As I have just read on feedback on TVNZ’s website, this is yet another poorly researched news item. The person said “The reason for inducing is not normally about bringing cows into milk early, cows actually produce less milk when induced. The farmers dilemma is the choice of either aborting (inducing) the calf (in a strictly controlled regime under veterinary supervision) or culling that calf’s mother later on in the year because without the abortion the cow would likely be not pregnant and therefore worthless as a dairy cow. The practice is controlled and being phased out over the next three years, and is performed very reluctantly but with the best of intentions. So where is the story? Surely the story is with human abortions which can be performed as a lifestyle choice now this is disgusting.”

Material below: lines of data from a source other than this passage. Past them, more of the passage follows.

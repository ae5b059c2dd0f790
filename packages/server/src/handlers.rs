//! HTTP handler functions for the tender watch API.

use actix_web::http::header::{self, ContentDisposition, DispositionParam, DispositionType};
use actix_web::{HttpResponse, web};
use tender_watch_cache::{CacheStatus, SnapshotView};
use tender_watch_scraper::ScrapeError;
use tender_watch_server_models::{
    ApiDataSource, ApiError, ApiHealth, ApiStatus, AwardedParams, DetailParams,
    DirectAdjustmentParams, DocumentParams, ExportParams, ExportResponse, OpenTenderParams,
};
use tender_watch_tender_models::Category;

use crate::AppState;
use crate::query;

fn data_source(status: &CacheStatus) -> ApiDataSource {
    ApiDataSource {
        provenance: status.provenance,
        is_using_persisted_data: status.is_using_persisted_data(),
        last_update: status.last_update,
        retry_attempts: status.retry_attempts,
    }
}

fn unavailable() -> HttpResponse {
    HttpResponse::ServiceUnavailable().json(ApiError::new("Data not yet available"))
}

/// Runs `f` against the current snapshot, or answers 503 before the first
/// snapshot is available.
fn with_snapshot(
    state: &AppState,
    f: impl FnOnce(&SnapshotView) -> HttpResponse,
) -> HttpResponse {
    state.reader.snapshot().map_or_else(unavailable, |view| f(&view))
}

/// `GET /`
pub async fn index() -> HttpResponse {
    HttpResponse::Ok().json(serde_json::json!({
        "message": "UFSA Concursos API",
        "endpoints": {
            "health": "/api/health",
            "status": "/api/status",
            "abertos": "/api/concursos/abertos",
            "adjudicados": "/api/concursos/adjudicados",
            "ajustesDirectos": "/api/concursos/ajustes-directos",
            "provincias": "/api/concursos/provincias",
            "tipos": "/api/concursos/tipos",
            "entidades": "/api/concursos/entidades",
            "export": "/api/concursos/export?type=abertos&format=csv",
            "detalhes": "/api/concursos/{type}/detalhes?referencia=",
            "proxyPdf": "/api/proxy-pdf?referencia=&type=document",
            "dashboard": "/api/stats/dashboard",
        },
    }))
}

/// `GET /api/health`
pub async fn health() -> HttpResponse {
    HttpResponse::Ok().json(ApiHealth {
        healthy: true,
        version: env!("CARGO_PKG_VERSION").to_string(),
    })
}

/// `GET /api/status`
///
/// Reports the refresh lifecycle. Answers even before the first snapshot
/// is available.
pub async fn status(state: web::Data<AppState>) -> HttpResponse {
    let current = state.reader.state();
    let statistics = current
        .snapshot
        .as_ref()
        .map(|s| s.meta().counts.clone())
        .unwrap_or_default();

    HttpResponse::Ok().json(ApiStatus {
        status: if current.snapshot.is_some() {
            "operational"
        } else {
            "initializing"
        }
        .to_string(),
        phase: current.status.phase.to_string(),
        data_source: data_source(&current.status),
        statistics,
    })
}

/// `GET /api/concursos/abertos`
pub async fn open_tenders(
    state: web::Data<AppState>,
    params: web::Query<OpenTenderParams>,
) -> HttpResponse {
    with_snapshot(&state, |view| {
        let matches = query::filter_open(view.snapshot.records(Category::OpenTenders), &params);
        HttpResponse::Ok().json(query::paginate(
            &matches,
            params.page,
            params.limit,
            data_source(&view.status),
        ))
    })
}

/// `GET /api/concursos/adjudicados`
pub async fn awarded_tenders(
    state: web::Data<AppState>,
    params: web::Query<AwardedParams>,
) -> HttpResponse {
    with_snapshot(&state, |view| {
        let matches =
            query::filter_awarded(view.snapshot.records(Category::AwardedTenders), &params);
        HttpResponse::Ok().json(query::paginate(
            &matches,
            params.page,
            params.limit,
            data_source(&view.status),
        ))
    })
}

/// `GET /api/concursos/ajustes-directos`
pub async fn direct_adjustments(
    state: web::Data<AppState>,
    params: web::Query<DirectAdjustmentParams>,
) -> HttpResponse {
    with_snapshot(&state, |view| {
        let matches =
            query::filter_direct(view.snapshot.records(Category::DirectAdjustments), &params);
        HttpResponse::Ok().json(query::paginate(
            &matches,
            params.page,
            params.limit,
            data_source(&view.status),
        ))
    })
}

/// `GET /api/concursos/provincias`
pub async fn provinces(state: web::Data<AppState>) -> HttpResponse {
    with_snapshot(&state, |view| {
        HttpResponse::Ok().json(query::distinct(
            view.snapshot.records(Category::OpenTenders),
            |r| r.province.as_deref(),
        ))
    })
}

/// `GET /api/concursos/tipos`
pub async fn tender_types(state: web::Data<AppState>) -> HttpResponse {
    with_snapshot(&state, |view| {
        HttpResponse::Ok().json(query::distinct(
            view.snapshot.records(Category::OpenTenders),
            |r| r.tender_type.as_deref(),
        ))
    })
}

/// `GET /api/concursos/entidades`
///
/// Spans open tenders and direct adjustments.
pub async fn entities(state: web::Data<AppState>) -> HttpResponse {
    with_snapshot(&state, |view| {
        let records = view
            .snapshot
            .records(Category::OpenTenders)
            .iter()
            .chain(view.snapshot.records(Category::DirectAdjustments));
        HttpResponse::Ok().json(query::distinct(records, |r| r.entity.as_deref()))
    })
}

/// `GET /api/concursos/export`
///
/// Exports a whole category as JSON or as a CSV attachment. The category
/// defaults to open tenders.
pub async fn export(state: web::Data<AppState>, params: web::Query<ExportParams>) -> HttpResponse {
    let slug = params.kind.as_deref().unwrap_or(Category::OpenTenders.slug());
    let Some(category) = Category::from_slug(slug) else {
        return HttpResponse::BadRequest().json(ApiError::new("Invalid tender type"));
    };

    with_snapshot(&state, |view| {
        let records = view.snapshot.records(category);

        if params.format.as_deref() != Some("csv") {
            return HttpResponse::Ok().json(ExportResponse {
                data: records.to_vec(),
                data_source: data_source(&view.status),
            });
        }

        match query::to_csv(records) {
            Ok(body) => HttpResponse::Ok()
                .content_type("text/csv; charset=utf-8")
                .insert_header(ContentDisposition {
                    disposition: DispositionType::Attachment,
                    parameters: vec![DispositionParam::Filename(format!(
                        "concursos-{}.csv",
                        category.slug()
                    ))],
                })
                .body(body),
            Err(e) => {
                log::error!("CSV export of {category} failed: {e}");
                HttpResponse::InternalServerError().json(ApiError::new(e.to_string()))
            }
        }
    })
}

/// `GET /api/concursos/{type}/detalhes`
///
/// Fetches a tender's detail page live from the portal.
pub async fn details(
    state: web::Data<AppState>,
    path: web::Path<String>,
    params: web::Query<DetailParams>,
) -> HttpResponse {
    let Some(category) = Category::from_slug(&path) else {
        return HttpResponse::BadRequest().json(ApiError::new("Invalid tender type"));
    };

    match state.client.fetch_details(category, &params.referencia).await {
        Ok(details) => HttpResponse::Ok().json(details),
        Err(e) => upstream_error(&e),
    }
}

/// `GET /api/proxy-pdf`
///
/// Relays a tender document from the portal.
pub async fn proxy_document(
    state: web::Data<AppState>,
    params: web::Query<DocumentParams>,
) -> HttpResponse {
    match state
        .client
        .fetch_document(&params.referencia, params.kind)
        .await
    {
        Ok(document) => HttpResponse::Ok()
            .content_type(document.content_type)
            .insert_header((
                header::CONTENT_DISPOSITION,
                format!("inline; filename=\"{}\"", document.file_name),
            ))
            .body(document.bytes),
        Err(e) => upstream_error(&e),
    }
}

fn upstream_error(e: &ScrapeError) -> HttpResponse {
    log::warn!("Upstream request failed: {e}");
    match e {
        ScrapeError::NotFound { .. } => {
            HttpResponse::NotFound().json(ApiError::new("Not found upstream"))
        }
        _ => HttpResponse::BadGateway().json(ApiError::new(e.to_string())),
    }
}

/// `GET /api/stats/dashboard`
pub async fn dashboard(state: web::Data<AppState>) -> HttpResponse {
    with_snapshot(&state, |view| {
        HttpResponse::Ok().json(tender_watch_analytics::compute(
            &view.snapshot,
            chrono::Utc::now(),
        ))
    })
}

Pippa on breakfast certainly had a much more unbiased question line when interviewing a vet man this morning. I was shocked with Catherine Wedd’s emotive tone last night. While we might have been yelling at the TV too much and missed it, it appeared she did not reiterate to the viewers that this practice had been going on for years and was being phased out – a move that most dairy farmers are actually happy about.

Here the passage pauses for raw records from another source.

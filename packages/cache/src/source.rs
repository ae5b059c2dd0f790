//! The upstream seen by the orchestrator.

use async_trait::async_trait;
use tender_watch_scraper::{ScrapeError, UfsaClient};
use tender_watch_tender_models::{Category, TenderRecord};

/// Where refresh cycles get their data from.
#[async_trait]
pub trait UpstreamSource: Send + Sync {
    /// Cheap availability pre-check.
    async fn probe(&self) -> bool;

    /// Fetches and normalizes every record of one category.
    ///
    /// # Errors
    ///
    /// Returns [`ScrapeError`] if the category cannot be fetched or parsed.
    async fn fetch_category(&self, category: Category) -> Result<Vec<TenderRecord>, ScrapeError>;
}

#[async_trait]
impl UpstreamSource for UfsaClient {
    async fn probe(&self) -> bool {
        Self::probe(self).await
    }

    async fn fetch_category(&self, category: Category) -> Result<Vec<TenderRecord>, ScrapeError> {
        Self::fetch_category(self, category).await
    }
}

she gave the impression farmers don’t give a shite about their animals but only cared about getting them on the production line to further enhance the large dollar signs flashing in their eyes.

The TVNZ website said:

SPCA national chief Robyn Kippenberger said the practice of inducing would come as a shock to many New Zealanders.

“It’s an awful look,” she said on TVNZ’s News at 8, saying the practice could have worldwide implications.

“The problem we have is that people aren’t coming to terms with the fact that this is now global, it’s now on YouTube, people in Europe can see it, and that’s the market for our milk.”

Kippenberger acknowledged not all farmers induced calves, but that the ones that did “must demonstrate that they have good practices”.

Well hello – who the hell is giving all this footage to all those customers overseas? Our own media. The practice is being phased out. Perhaps the better idea would have been to wait and make sure the industry did it said as it was going to do and then catch them up if they’re still doing it next season.  TVNZ released the “exclusive” story last night as if no-one in the world knew this practice existed.  It released the story as if farmers were kicking their cows in the guts to bring on premature labour.  The reporter, or her news director, is now firmly in the same box as TV3’s John Campbell, for me, after the “corngate” interview (their nickname, not mine) with Helen Clark a few years ago.

It also pees me off that I was going to be waxing lyrical this morning about Takapau’s wonderful visit by Te Radar last week.  I much prefer to be positive than negative. Thanks TVNZ. Not.

Maybe tomorrow.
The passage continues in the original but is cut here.